**What is expected:** Quote the records below word for word, please, from the very first line through the one that contains "half-width to test", and nothing beyond it.

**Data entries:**
^^^^^^^^^^^^^^^^
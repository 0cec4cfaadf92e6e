/*
 * @file upper_bits_dual_output.rs
 * @author Mike Hamburg
 * @copyright 2020-2022 Rambus Inc.
 *
 * Search for pairs of multipliers whose concatenated upper bits are
 * unique.  WINNER @ 16 bits: 0xf01f39c13d6a7d81, 0x9683ac7883fc67b7
 */

use bitsim::{fresh_seed,search,Family,SearchOptions};
use clap::Parser;
use log::{error,info};
use std::process::exit;

#[derive(Parser, Debug)]
#[command(version, about = "Search for multiplier pairs with unique concatenated upper bits")]
struct Args {
    /// Largest half-width to test
    #[arg(long, default_value_t = 17)]
    max_bits: u32,

    /// Seed for a repeatable search
    #[arg(short, long)]
    seed: Option<u64>,

    /// Stop after this many candidates
    #[arg(short, long)]
    candidates: Option<u64>,
}

fn main() {
    env_logger::init_from_env(env_logger::Env::default().default_filter_or("info"));
    let args = Args::parse();
    let seed = args.seed.unwrap_or_else(fresh_seed);
    info!("seed {}", seed);

    let family = Family::DualOutput;
    let options = SearchOptions {
        widths: 1..=args.max_bits,
        max_candidates: args.candidates,
        seed: Some(seed),
        ..SearchOptions::for_family(family)
    };

    match search::search(family, &options) {
        Ok(summary) => info!("tried {} candidates, best {:?}", summary.candidates, summary.best),
        Err(e) => {
            error!("{}", e);
            exit(1);
        }
    }
}
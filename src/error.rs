/*
 * @file error.rs
 * @author Mike Hamburg
 * @copyright 2020-2022 Rambus Inc.
 *
 * Parameter errors.  The experiments themselves can't fail; only their
 * parameters can be out of range.
 */

use thiserror::Error;

/** Result type for the experiment drivers. */
pub type Result<T> = std::result::Result<T, Error>;

/** Everything that can go wrong setting up an experiment. */
#[derive(Error, Debug, Clone, PartialEq, Eq)]
pub enum Error {
    /** A bit width outside what the experiment supports */
    #[error("{what} = {bits} is out of range {min}..={max}")]
    InvalidBits { what: &'static str, bits: u32, min: u32, max: u32 },

    /** Runs must be nonempty and fit in the table */
    #[error("run length {run_length} must be between 1 and the table size {table_size}")]
    InvalidRunLength { run_length: usize, table_size: usize },

    #[error("unknown approach {0:?}, expected random, addition, xor, multaddition or multxor")]
    UnknownApproach(String),

    #[error("need at least one trial")]
    InvalidTrials,

    #[error("need at least one thread")]
    InvalidThreads,

    /** After splitting among threads, nothing was left to sample */
    #[error("{samples} samples is too few for {threads} threads")]
    TooFewSamples { samples: u64, threads: usize },

    /** The stutter-step estimator consumes samples in pairs */
    #[error("sample count {0} must be even")]
    OddSampleCount(u64),

    #[error("worker thread {0} panicked")]
    WorkerPanicked(usize),
}

/** Check that `bits` is in `min..=max`, naming the parameter on failure. */
pub(crate) fn check_bits(what: &'static str, bits: u32, min: u32, max: u32) -> Result<()> {
    if bits < min || bits > max {
        return Err(Error::InvalidBits { what, bits, min, max });
    }
    Ok(())
}
//! Protocol Client for Compliant Applications.
//!
//! [`ConnectionManager`] performs the handshake and executes the command-style
//! endpoints, classifying every failure into the taxonomy of
//! [`comply_core::error`]. Commands and actions go through the
//! [`RetryExecutor`]. [`Dispatcher`] runs calls as tasks and reports results
//! over a channel.

pub mod connection;
pub mod dispatch;
mod http;
pub mod retry;
pub mod state;

pub use connection::{fallback_suggestions, ConnectionManager};
pub use dispatch::{ClientEvent, Dispatcher};
pub use retry::RetryExecutor;
pub use state::{ConnectionState, ConnectionStats};
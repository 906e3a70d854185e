use crate::block::{ListBlock, ListItem};

const BULLETS: [&str; 4] = ["•", "◦", "▪", "▫"];

pub fn bullet(level: usize) -> &'static str {
    BULLETS[level % BULLETS.len()]
}

pub fn render_list(list: &ListBlock) -> String {
    let mut lines = Vec::new();
    push_items(&list.items, list.ordered, 0, &mut lines);
    lines.join("\n")
}

fn push_items(items: &[ListItem], ordered: bool, level: usize, lines: &mut Vec<String>) {
    for (index, item) in items.iter().enumerate() {
        let marker = if ordered {
            format!("{}.", index + 1)
        } else {
            bullet(level).to_string()
        };
        lines.push(format!("{}{marker} {}", "  ".repeat(level), item.text));
        push_items(&item.children, ordered, level + 1, lines);
    }
}
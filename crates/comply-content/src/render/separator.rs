use crate::block::SeparatorBlock;

const DEFAULT_FILL: char = '─';

/// Upper bound on a rule's length; wider requests are clamped.
pub const MAX_SEPARATOR_WIDTH: usize = 500;

/// A rule of `length` (or `default_width`) characters with an optional
/// centred label.
pub fn render_separator(separator: &SeparatorBlock, default_width: usize) -> String {
    let fill = separator
        .character
        .as_deref()
        .and_then(|c| c.chars().next())
        .unwrap_or(DEFAULT_FILL);
    let length = separator
        .length
        .unwrap_or(default_width)
        .min(default_width.max(MAX_SEPARATOR_WIDTH));

    let Some(label) = separator.label.as_deref().filter(|l| !l.is_empty()) else {
        return fill.to_string().repeat(length);
    };

    let overlay = format!(" {label} ");
    let overlay_length = overlay.chars().count();
    if overlay_length >= length {
        return overlay;
    }
    let left = (length - overlay_length) / 2;
    let right = length - overlay_length - left;
    format!(
        "{}{overlay}{}",
        fill.to_string().repeat(left),
        fill.to_string().repeat(right)
    )
}
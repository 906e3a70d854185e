//! Retry Executor: re-runs a failed endpoint call under a [`RetryPolicy`].

use std::future::Future;
use std::time::Duration;

use comply_core::{ConsoleError, Result, RetryPolicy};
use tokio_util::sync::CancellationToken;
use tracing::{Instrument, Span};

/// Wraps command/action calls with bounded, cancellable retries.
#[derive(Debug, Clone)]
pub struct RetryExecutor {
    policy: RetryPolicy,
    span: Span,
}

impl RetryExecutor {
    pub fn new(policy: RetryPolicy) -> Self {
        Self {
            policy,
            span: tracing::info_span!("retry_executor"),
        }
    }

    /// Replaces the span events are emitted under.
    pub fn with_span(mut self, span: Span) -> Self {
        self.span = span;
        self
    }

    pub fn policy(&self) -> &RetryPolicy {
        &self.policy
    }

    /// Runs `operation` until it succeeds, fails with a non-retryable error,
    /// exhausts `max_retries` additional attempts, or `cancel` fires.
    ///
    /// `operation` receives the 0-based attempt number. The last error is
    /// returned when attempts run out; cancellation yields
    /// [`ConsoleError::Cancelled`].
    pub async fn execute<T, F, Fut>(&self, cancel: &CancellationToken, mut operation: F) -> Result<T>
    where
        F: FnMut(u32) -> Fut,
        Fut: Future<Output = Result<T>>,
    {
        let policy = &self.policy;

        async move {
            let mut attempt = 0u32;
            loop {
                if cancel.is_cancelled() {
                    return Err(ConsoleError::Cancelled);
                }

                let result = tokio::select! {
                    biased;
                    _ = cancel.cancelled() => return Err(ConsoleError::Cancelled),
                    result = operation(attempt) => result,
                };

                let err = match result {
                    Ok(value) => return Ok(value),
                    Err(err) => err,
                };

                let delay = match next_step(policy, &err, attempt) {
                    NextStep::Retry(delay) => delay,
                    NextStep::NotRetryable => {
                        tracing::debug!(error = %err, "not retryable");
                        return Err(err);
                    }
                    NextStep::Exhausted => {
                        tracing::warn!(attempts = attempt + 1, error = %err, "retries exhausted");
                        return Err(err);
                    }
                };

                tracing::debug!(
                    attempt,
                    delay_ms = delay.as_millis() as u64,
                    error = %err,
                    "retrying after failure"
                );

                tokio::select! {
                    biased;
                    _ = cancel.cancelled() => return Err(ConsoleError::Cancelled),
                    _ = tokio::time::sleep(delay) => {}
                }
                attempt += 1;
            }
        }
        .instrument(self.span.clone())
        .await
    }
}

/// What follows a failed attempt.
#[derive(Debug, Clone, Copy, PartialEq, Eq)]
enum NextStep {
    Retry(Duration),
    NotRetryable,
    Exhausted,
}

/// Retryability is decided first so the log names why the executor stopped.
fn next_step(policy: &RetryPolicy, err: &ConsoleError, attempt: u32) -> NextStep {
    let Some(delay) = err
        .as_protocol()
        .and_then(|protocol| policy.delay_for(protocol, attempt))
    else {
        return NextStep::NotRetryable;
    };
    if attempt >= policy.max_retries {
        NextStep::Exhausted
    } else {
        NextStep::Retry(delay)
    }
}

impl Default for RetryExecutor {
    fn default() -> Self {
        Self::new(RetryPolicy::default())
    }
}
^^^^^^^^^^^^^^^^
**Exercise response:**
repository 0cec4cfaadf92e6e
/*
 * @file upper_bits_dual_output.rs
 * @author Mike Hamburg
 * @copyright 2020-2022 Rambus Inc.
 *
 * Search for pairs of multipliers whose concatenated upper bits are
 * unique.  WINNER @ 16 bits: 0xf01f39c13d6a7d81, 0x9683ac7883fc67b7
 */

use bitsim::{fresh_seed,search,Family,SearchOptions};
use clap::Parser;
use log::{error,info};
use std::process::exit;

#[derive(Parser, Debug)]
#[command(version, about = "Search for multiplier pairs with unique concatenated upper bits")]
struct Args {
    /// Largest half-width to test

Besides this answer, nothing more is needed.